Task instructions
Your response must be made up of each line in the data below that contains the string "BoxedLayer".

Records excerpted from a collection
++++++++++

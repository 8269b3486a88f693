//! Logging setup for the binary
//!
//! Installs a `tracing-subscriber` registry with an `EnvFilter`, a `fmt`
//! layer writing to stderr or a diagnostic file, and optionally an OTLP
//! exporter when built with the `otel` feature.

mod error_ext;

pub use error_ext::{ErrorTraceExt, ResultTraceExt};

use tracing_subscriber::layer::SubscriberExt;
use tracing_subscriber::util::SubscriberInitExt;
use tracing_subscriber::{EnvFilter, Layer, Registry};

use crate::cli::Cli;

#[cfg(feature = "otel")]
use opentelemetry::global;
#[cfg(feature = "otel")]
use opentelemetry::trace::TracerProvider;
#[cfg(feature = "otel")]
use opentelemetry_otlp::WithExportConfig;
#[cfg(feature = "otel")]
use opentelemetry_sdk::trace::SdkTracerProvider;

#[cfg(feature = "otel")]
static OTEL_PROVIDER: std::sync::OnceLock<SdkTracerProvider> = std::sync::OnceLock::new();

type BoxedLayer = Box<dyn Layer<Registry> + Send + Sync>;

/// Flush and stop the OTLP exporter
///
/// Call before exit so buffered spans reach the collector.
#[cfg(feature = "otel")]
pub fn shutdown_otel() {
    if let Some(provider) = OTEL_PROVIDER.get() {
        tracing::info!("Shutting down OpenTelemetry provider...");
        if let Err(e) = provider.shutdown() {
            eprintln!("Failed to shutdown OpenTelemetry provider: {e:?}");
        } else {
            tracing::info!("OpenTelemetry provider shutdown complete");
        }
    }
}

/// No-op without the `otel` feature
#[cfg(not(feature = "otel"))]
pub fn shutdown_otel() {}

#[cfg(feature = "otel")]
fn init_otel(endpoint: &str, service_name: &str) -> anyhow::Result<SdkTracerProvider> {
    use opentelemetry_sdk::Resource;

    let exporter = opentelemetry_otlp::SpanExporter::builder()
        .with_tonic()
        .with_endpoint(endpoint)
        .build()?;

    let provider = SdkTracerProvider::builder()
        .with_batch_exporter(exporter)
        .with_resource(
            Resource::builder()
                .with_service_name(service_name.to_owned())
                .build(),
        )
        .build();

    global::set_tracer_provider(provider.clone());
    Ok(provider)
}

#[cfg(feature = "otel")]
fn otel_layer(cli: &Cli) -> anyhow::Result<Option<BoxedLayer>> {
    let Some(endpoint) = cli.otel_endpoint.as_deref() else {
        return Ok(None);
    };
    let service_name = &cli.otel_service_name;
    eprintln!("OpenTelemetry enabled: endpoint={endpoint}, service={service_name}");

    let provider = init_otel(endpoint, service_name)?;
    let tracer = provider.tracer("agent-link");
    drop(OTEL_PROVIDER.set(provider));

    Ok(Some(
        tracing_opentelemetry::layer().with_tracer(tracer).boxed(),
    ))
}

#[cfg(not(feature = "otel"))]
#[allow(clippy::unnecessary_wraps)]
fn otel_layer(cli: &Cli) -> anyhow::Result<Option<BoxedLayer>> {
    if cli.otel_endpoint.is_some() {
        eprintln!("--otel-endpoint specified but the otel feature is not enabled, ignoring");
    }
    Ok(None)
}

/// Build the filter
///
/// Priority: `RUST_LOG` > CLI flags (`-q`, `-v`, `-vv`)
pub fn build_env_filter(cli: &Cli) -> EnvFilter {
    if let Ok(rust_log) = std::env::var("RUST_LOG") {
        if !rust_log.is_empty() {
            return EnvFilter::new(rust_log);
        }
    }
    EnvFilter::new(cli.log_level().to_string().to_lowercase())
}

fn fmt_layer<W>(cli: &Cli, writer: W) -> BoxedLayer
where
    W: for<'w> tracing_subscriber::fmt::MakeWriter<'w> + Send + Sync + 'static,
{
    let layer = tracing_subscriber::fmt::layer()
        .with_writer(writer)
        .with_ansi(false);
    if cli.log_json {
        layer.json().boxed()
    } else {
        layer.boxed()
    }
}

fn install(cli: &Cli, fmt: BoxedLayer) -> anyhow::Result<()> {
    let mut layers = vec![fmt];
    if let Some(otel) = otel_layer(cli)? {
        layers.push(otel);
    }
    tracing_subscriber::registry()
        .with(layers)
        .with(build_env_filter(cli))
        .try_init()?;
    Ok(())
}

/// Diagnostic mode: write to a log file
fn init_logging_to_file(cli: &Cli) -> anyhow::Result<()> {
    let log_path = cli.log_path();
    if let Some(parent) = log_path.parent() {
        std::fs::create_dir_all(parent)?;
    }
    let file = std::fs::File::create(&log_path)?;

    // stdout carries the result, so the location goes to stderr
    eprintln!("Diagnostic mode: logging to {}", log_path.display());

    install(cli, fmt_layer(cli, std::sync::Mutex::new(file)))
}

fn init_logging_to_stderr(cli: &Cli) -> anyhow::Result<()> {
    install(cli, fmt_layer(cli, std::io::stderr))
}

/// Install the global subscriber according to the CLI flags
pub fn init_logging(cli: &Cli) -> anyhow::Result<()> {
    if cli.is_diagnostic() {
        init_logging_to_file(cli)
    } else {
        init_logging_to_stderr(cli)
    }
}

++++++++++

Solution to this exercise
type BoxedLayer = Box<dyn Layer<Registry> + Send + Sync>;
fn otel_layer(cli: &Cli) -> anyhow::Result<Option<BoxedLayer>> {
fn otel_layer(cli: &Cli) -> anyhow::Result<Option<BoxedLayer>> {
fn fmt_layer<W>(cli: &Cli, writer: W) -> BoxedLayer
fn install(cli: &Cli, fmt: BoxedLayer) -> anyhow::Result<()> {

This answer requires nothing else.